Current radiology resident interested in private practice with a few questions:
1. With a trend toward PP groups selling out, is there anything you’re aware of that could help protect a new guy like me interested in the partnership track in those gap years before I reach partner? I wonder if there’s anything I can include in the contract.
Unlikely. Your best bet is to do your homework on the groups you're applying to and get a sense of vibe re: a private equity buyout. Some groups have gauged the market and realized that a buyout would screw themselves long-term (though others still go ahead with it). Some groups are (crazy thought) likely too big to be bought out. Some of those 120-150 rad groups might cost well over $500m to buyout.
Also, **** happens. If you join a group and they get bought out before you become partner that's just tough **** in most cases. It happened to a ton of people over the last decade.
2. I’ve been told one of the most important things to know going into a job and negotiating contracts is to know your worth. Unlike most other specialties, radiology seems relatively straightforward since we can connect RVUs read to average RVU payout with the payor mix. Is this oversimplified? What other aspects of a radiologist’s worth do I need to consider? (Particularly in regards to PP - I will not be going academic.) Willingness to take night/weekend call? Experience?
RVU's to compensation is way over simplification of the considerations. There's a ton of things to consider in RVU's to compensation
Production:
- RVU's per year and per day are good surrogates to look at. "knowing your worth" means it may not be worth it go generate 90%ile RVUs for a 50% compensation job. I think that's what you're referring to.
- That being said, not all RVU's are created equally. What's your job's case mix going to be like? are you slinging a lot of barium and reading a ton of plain films and DEXAs?

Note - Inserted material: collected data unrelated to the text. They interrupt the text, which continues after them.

//! PluginManager - wires the registry, installer and catalog together

use std::sync::Arc;

use modhost_plugin_api::SettingsPanel;
use uuid::Uuid;

use crate::config_store::ConfigStore;
use crate::demo;
use crate::error::PluginHostError;
use crate::plugins::{
    DylibLoader, ModuleLoader, PluginInfo, PluginRegistry, PluginState, StagingInstaller,
};
use crate::services::HostContext;
use crate::settings::PluginSettings;
use crate::update::{HttpReleaseSource, ReleaseSource, Repository, RepositoryStore, UpdateCatalog};

/// Answers whether the current caller may perform an action
///
/// Actions are namespaced, e.g. `plugins.upload`.
pub trait Permissions: Send + Sync {
    fn is_permitted(&self, action: &str) -> bool;
}

impl<F> Permissions for F
where
    F: Fn(&str) -> bool + Send + Sync,
{
    fn is_permitted(&self, action: &str) -> bool {
        self(action)
    }
}

/// Permits everything
#[derive(Debug, Default, Clone, Copy)]
pub struct AllowAll;

impl Permissions for AllowAll {
    fn is_permitted(&self, _action: &str) -> bool {
        true
    }
}

/// Builder for [`PluginManager`]
pub struct PluginManagerBuilder {
    settings: PluginSettings,
    config: Arc<ConfigStore>,
    repositories: Arc<dyn RepositoryStore>,
    loader: Arc<dyn ModuleLoader>,
    source: Arc<dyn ReleaseSource>,
    permissions: Arc<dyn Permissions>,
}

impl PluginManagerBuilder {
    /// Use a different archive loader (default: [`DylibLoader`])
    #[must_use]
    pub fn with_loader(mut self, loader: Arc<dyn ModuleLoader>) -> Self {
        self.loader = loader;
        self
    }

    /// Use a different release source (default: [`HttpReleaseSource`])
    #[must_use]
    pub fn with_source(mut self, source: Arc<dyn ReleaseSource>) -> Self {
        self.source = source;
        self
    }

    /// Use a permissions collaborator (default: [`AllowAll`])
    #[must_use]
    pub fn with_permissions(mut self, permissions: Arc<dyn Permissions>) -> Self {
        self.permissions = permissions;
        self
    }

    pub fn build(self) -> Result<PluginManager, PluginHostError> {
        let services = Arc::new(HostContext::new(
            self.settings.host_version.clone(),
            Arc::clone(&self.config),
        ));
        let registry = Arc::new(PluginRegistry::new(
            self.settings.clone(),
            self.loader,
            services,
        )?);
        let installer = Arc::new(StagingInstaller::new(Arc::clone(&registry)));
        let catalog = Arc::new(UpdateCatalog::new(
            Arc::clone(&installer),
            Arc::clone(&self.repositories),
            self.source,
        ));

        Ok(PluginManager {
            settings: self.settings,
            registry,
            installer,
            catalog,
            config: self.config,
            repositories: self.repositories,
            permissions: self.permissions,
        })
    }
}

/// Entry point for hosts: lifecycle, installs, updates and repositories
pub struct PluginManager {
    settings: PluginSettings,
    registry: Arc<PluginRegistry>,
    installer: Arc<StagingInstaller>,
    catalog: Arc<UpdateCatalog>,
    config: Arc<ConfigStore>,
    repositories: Arc<dyn RepositoryStore>,
    permissions: Arc<dyn Permissions>,
}

impl PluginManager {
    pub fn builder(
        settings: PluginSettings,
        config: Arc<ConfigStore>,
        repositories: Arc<dyn RepositoryStore>,
    ) -> PluginManagerBuilder {
        PluginManagerBuilder {
            settings,
            config,
            repositories,
            loader: Arc::new(DylibLoader),
            source: Arc::new(HttpReleaseSource::new()),
            permissions: Arc::new(AllowAll),
        }
    }

    pub fn settings(&self) -> &PluginSettings {
        &self.settings
    }

    pub fn registry(&self) -> &Arc<PluginRegistry> {
        &self.registry
    }

    pub fn installer(&self) -> &Arc<StagingInstaller> {
        &self.installer
    }

    pub fn catalog(&self) -> &Arc<UpdateCatalog> {
        &self.catalog
    }

    pub fn config(&self) -> &Arc<ConfigStore> {
        &self.config
    }

    pub fn repositories(&self) -> &Arc<dyn RepositoryStore> {
        &self.repositories
    }

    // ─── Permissions ─────────────────────────────────────────────────

    /// Whether `plugins.<action>` is permitted
    pub fn is_permitted(&self, action: &str) -> bool {
        self.permissions.is_permitted(&format!("plugins.{action}"))
    }

    fn check(&self, action: &str) -> Result<(), PluginHostError> {
        if self.is_permitted(action) {
            Ok(())
        } else {
            tracing::warn!(action, "Permission denied");
            Err(PluginHostError::PermissionDenied {
                action: format!("plugins.{action}"),
            })
        }
    }

    // ─── Lifecycle ───────────────────────────────────────────────────

    /// Prepare the home and temp directories and, with autoload on, load
    /// and start every module in the home directory
    ///
    /// Returns the ids admitted.
    pub fn startup(&self) -> Result<Vec<String>, PluginHostError> {
        std::fs::create_dir_all(&self.settings.home_dir)?;
        std::fs::create_dir_all(&self.settings.tmp_dir)?;

        if !self.settings.autoload {
            tracing::info!("Autoload disabled, not loading plugins");
            return Ok(Vec::new());
        }

        let loaded = self.registry.scan_and_load(&self.settings.home_dir)?;
        self.registry.start_all();
        tracing::info!(count = loaded.len(), "Plugins loaded at startup");
        Ok(loaded)
    }

    /// Stop every running module
    pub fn shutdown(&self) {
        self.registry.stop_all();
    }

    /// Refresh the catalog, then stop, unload, reload and restart everything
    pub async fn reload(&self) -> Result<(), PluginHostError> {
        self.check("reload")?;
        if let Err(e) = self.catalog.refresh().await {
            tracing::warn!(error = %e, "Catalog refresh failed during reload");
        }

        let registry = Arc::clone(&self.registry);
        let home = self.settings.home_dir.clone();
        tokio::task::spawn_blocking(move || {
            registry.stop_all();
            registry.unload_all();
            let loaded = registry.scan_and_load(&home)?;
            registry.start_all();
            tracing::info!(count = loaded.len(), "Plugins reloaded");
            Ok::<_, PluginHostError>(())
        })
        .await
        .map_err(|e| PluginHostError::TaskFailed {
            task: "reload".to_string(),
            reason: e.to_string(),
        })?
    }

    pub fn start(&self, id: &str) -> Result<PluginState, PluginHostError> {
        self.check("start")?;
        self.registry.start(id)
    }

    pub fn stop(&self, id: &str) -> Result<PluginState, PluginHostError> {
        self.check("stop")?;
        self.registry.stop(id)
    }

    pub fn enable(&self, id: &str) -> Result<bool, PluginHostError> {
        self.check("enable")?;
        self.registry.enable(id)
    }

    pub fn disable(&self, id: &str) -> Result<bool, PluginHostError> {
        self.check("disable")?;
        self.registry.disable(id)
    }

    pub fn delete(&self, id: &str) -> Result<bool, PluginHostError> {
        self.check("delete")?;
        self.registry.delete(id)
    }

    /// Install an uploaded archive and start it
    pub fn install(&self, file_name: &str, bytes: &[u8]) -> Result<String, PluginHostError> {
        self.check("upload")?;
        let id = self.installer.install(file_name, bytes)?;
        let state = self.registry.start(&id)?;
        tracing::info!(plugin = %id, state = %state, "Plugin installed");
        Ok(id)
    }

    /// Apply the best available update for one module
    pub async fn update(&self, id: &str) -> Result<bool, PluginHostError> {
        self.check("update")?;
        Ok(self.catalog.apply(id).await)
    }

    /// Apply every available update
    pub async fn update_all(&self) -> Result<bool, PluginHostError> {
        self.check("update")?;
        Ok(self.catalog.update_all().await)
    }

    // ─── Presentation ────────────────────────────────────────────────

    /// Loaded modules, plus the demo entries when `dummy` is set
    pub fn display_plugins(&self) -> Vec<PluginInfo> {
        let mut plugins = self.registry.plugins();
        if self.settings.dummy {
            plugins.extend(demo::demo_plugins());
        }
        plugins
    }

    /// Settings panel registered by a started module
    pub fn settings_panel(&self, id: &str) -> Option<Arc<dyn SettingsPanel>> {
        self.registry
            .get_extensions_for::<dyn SettingsPanel>(id)
            .into_iter()
            .next()
    }

    // ─── Repositories ────────────────────────────────────────────────

    /// Add a repository and refresh the catalog
    pub async fn add_repository(
        &self,
        uri: &str,
        created_by: &str,
    ) -> Result<Repository, PluginHostError> {
        self.check("repositories")?;
        let repository = Repository::new(uri, created_by);
        self.repositories.save(&repository)?;
        self.catalog.repositories_changed().await?;
        Ok(repository)
    }

    /// Toggle a repository and refresh the catalog; false if unknown
    pub async fn set_repository_enabled(
        &self,
        id: Uuid,
        enabled: bool,
    ) -> Result<bool, PluginHostError> {
        self.check("repositories")?;
        let Some(mut repository) = self.repositories.get(id)? else {
            return Ok(false);
        };
        repository.enabled = enabled;
        self.repositories.save(&repository)?;
        self.catalog.repositories_changed().await?;
        Ok(true)
    }

    /// Remove a repository and refresh the catalog; false if unknown
    pub async fn remove_repository(&self, id: Uuid) -> Result<bool, PluginHostError> {
        self.check("repositories")?;
        if !self.repositories.delete(id)? {
            return Ok(false);
        }
        self.catalog.repositories_changed().await?;
        Ok(true)
    }
}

Are you doing a bunch of low RVU procedures? Or are you reading a lot of high-RVU MRI and low-effort CT calcium scores? Are you joining a productivity leaning group where the older guys cherry pick and expect their newbs to clean up all the time-suck, garbage studies?
- What hours are you working to generate said RVUs? How many evenings, nights and weekends are you expected to cover? How long are the day shifts? a 10hr work day (excluding commutes) is considerably more work over time than an 8 hr day
Compensation:
-Total compensation has to be the comparative factor, not just salary. What are the benefits like? What tax-advantaged retirement options does the job offer? How much does the job contribute towards your yearly retirement account (if at all).

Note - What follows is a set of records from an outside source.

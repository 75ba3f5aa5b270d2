//! Extension registry for module-provided capability instances

use std::any::TypeId;
use std::collections::HashMap;
use std::sync::{Arc, PoisonError, RwLock};

use modhost_plugin_api::ExtensionRegistration;

/// An extension instance tagged with the module that registered it
struct RegisteredExtension {
    /// Id of the owning module
    owner: String,
    registration: ExtensionRegistration,
}

/// Registry of all extension instances offered by started modules
///
/// Keyed by capability type. Registration order is preserved within a
/// capability so lookups are deterministic.
#[derive(Default)]
pub struct ExtensionRegistry {
    extensions: RwLock<HashMap<TypeId, Vec<RegisteredExtension>>>,
}

impl ExtensionRegistry {
    /// Create a new empty extension registry
    pub fn new() -> Self {
        Self::default()
    }

    /// Register an instance implementing capability `C`
    pub fn register<C: ?Sized + Send + Sync + 'static>(&self, owner: &str, instance: Arc<C>) {
        self.register_raw(owner, ExtensionRegistration::new(instance));
    }

    /// Register an already type-erased extension
    pub fn register_raw(&self, owner: &str, registration: ExtensionRegistration) {
        tracing::debug!(
            owner,
            capability = registration.capability_name(),
            "Registered extension"
        );
        self.extensions
            .write()
            .unwrap_or_else(PoisonError::into_inner)
            .entry(registration.capability())
            .or_default()
            .push(RegisteredExtension {
                owner: owner.to_string(),
                registration,
            });
    }

    /// All registered instances of capability `C`
    pub fn lookup<C: ?Sized + Send + Sync + 'static>(&self) -> Vec<Arc<C>> {
        self.collect::<C>(|_| true)
    }

    /// Instances of capability `C` registered by one module
    pub fn lookup_owned<C: ?Sized + Send + Sync + 'static>(&self, owner: &str) -> Vec<Arc<C>> {
        self.collect::<C>(|ext| ext.owner == owner)
    }

    /// Number of extensions currently registered by a module
    pub fn count_owned(&self, owner: &str) -> usize {
        self.extensions
            .read()
            .unwrap_or_else(PoisonError::into_inner)
            .values()
            .flatten()
            .filter(|ext| ext.owner == owner)
            .count()
    }

    /// Withdraw every extension a module registered
    ///
    /// Returns the number of extensions removed.
    pub fn on_unload(&self, owner: &str) -> usize {
        let mut extensions = self
            .extensions
            .write()
            .unwrap_or_else(PoisonError::into_inner);
        let mut removed = 0;
        extensions.retain(|_, list| {
            let before = list.len();
            list.retain(|ext| ext.owner != owner);
            removed += before - list.len();
            !list.is_empty()
        });
        if removed > 0 {
            tracing::debug!(owner, removed, "Withdrew extensions");
        }
        removed
    }

    fn collect<C: ?Sized + Send + Sync + 'static>(
        &self,
        filter: impl Fn(&RegisteredExtension) -> bool,
    ) -> Vec<Arc<C>> {
        let extensions = self
            .extensions
            .read()
            .unwrap_or_else(PoisonError::into_inner);
        extensions
            .get(&TypeId::of::<C>())
            .map(|list| {
                list.iter()
                    .filter(|ext| filter(ext))
                    .filter_map(|ext| ext.registration.downcast::<C>())
                    .collect()
            })
            .unwrap_or_default()
    }
}

#[cfg(test)]
mod tests {
    use super::*;

    trait Greeter: Send + Sync {
        fn greet(&self) -> String;
    }

    struct English;
    impl Greeter for English {
        fn greet(&self) -> String {
            "hello".into()
        }
    }

    struct French;
    impl Greeter for French {
        fn greet(&self) -> String {
            "bonjour".into()
        }
    }

    #[test]
    fn test_lookup_empty() {
        let registry = ExtensionRegistry::new();
        assert!(registry.lookup::<dyn Greeter>().is_empty());
    }

    #[test]
    fn test_lookup_preserves_registration_order() {
        let registry = ExtensionRegistry::new();
        registry.register::<dyn Greeter>("en", Arc::new(English));
        registry.register::<dyn Greeter>("fr", Arc::new(French));

        let greetings: Vec<_> = registry
            .lookup::<dyn Greeter>()
            .iter()
            .map(|g| g.greet())
            .collect();
        assert_eq!(greetings, vec!["hello", "bonjour"]);
    }

    #[test]
    fn test_lookup_owned_filters_by_module() {
        let registry = ExtensionRegistry::new();
        registry.register::<dyn Greeter>("en", Arc::new(English));
        registry.register::<dyn Greeter>("fr", Arc::new(French));

        let owned = registry.lookup_owned::<dyn Greeter>("fr");
        assert_eq!(owned.len(), 1);
        assert_eq!(owned[0].greet(), "bonjour");
    }

    #[test]
    fn test_capabilities_do_not_mix() {
        let registry = ExtensionRegistry::new();
        registry.register::<dyn Greeter>("en", Arc::new(English));
        registry.register::<String>("en", Arc::new("not a greeter".to_string()));

        assert_eq!(registry.lookup::<dyn Greeter>().len(), 1);
        assert_eq!(registry.lookup::<String>().len(), 1);
        assert_eq!(registry.count_owned("en"), 2);
    }

    #[test]
    fn test_on_unload_withdraws_only_owner() {
        let registry = ExtensionRegistry::new();
        registry.register::<dyn Greeter>("en", Arc::new(English));
        registry.register::<dyn Greeter>("fr", Arc::new(French));

        assert_eq!(registry.on_unload("en"), 1);
        assert_eq!(registry.on_unload("en"), 0);

        let remaining = registry.lookup::<dyn Greeter>();
        assert_eq!(remaining.len(), 1);
        assert_eq!(remaining[0].greet(), "bonjour");
    }
}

-How many weeks of paid time off (PTO) are you getting? 4-6 is standard in academics, 8 weeks is the minimum in PP and some PP groups go significantly higher in PTO. Does getting more salary and PTO justify working 10-11hr days vs 8 hr days?
Basically:
Production: How much are you working, how hard you are working and when you are working vs
Compensation: How much are you making and how often are you off
3. Last, now that you’ve done this for a while, do you have any words of wisdom to offer to a fresh radiology grad searching for a new group to join? Anything to look out for or consider beyond the obvious?
Appreciate your time.
-Try as much as possible to clarify what the expectations of your job are. Then gauge from the more recent hires how good the group is on delivering on those expectations. Are you going for a more sub-specialty job or general job? Mammo and light IR or not? I was personally sold on my group as all neuro with some occasional plain film shifts. Then in my first year I did a fair amount of body at times. Lol, then later on in a neuro section meeting people asked what body studies new hires should be comfortable reading and I had to speak up and say "hey you guys recruited me with the promise of all neuro, this is a bait and switch". I was eventually weaned off body shifts as I got more senior but it was unpleasant as a junior to be tossed into body whenever the need arose. Thank goodness mammo was never on the table.
-Commutes matter. The 8hr work day can easily turn into 9.5hr days with bad commutes. (and the 10hr work day can creep towards 12hr).
-Larger groups can sometimes operate as section fiefdoms. My section is large and for the most part decently well run. Some of the other groups are dumpster fires. A junior associate told me our section runs competently while other sections are terrible and that's mostly been true.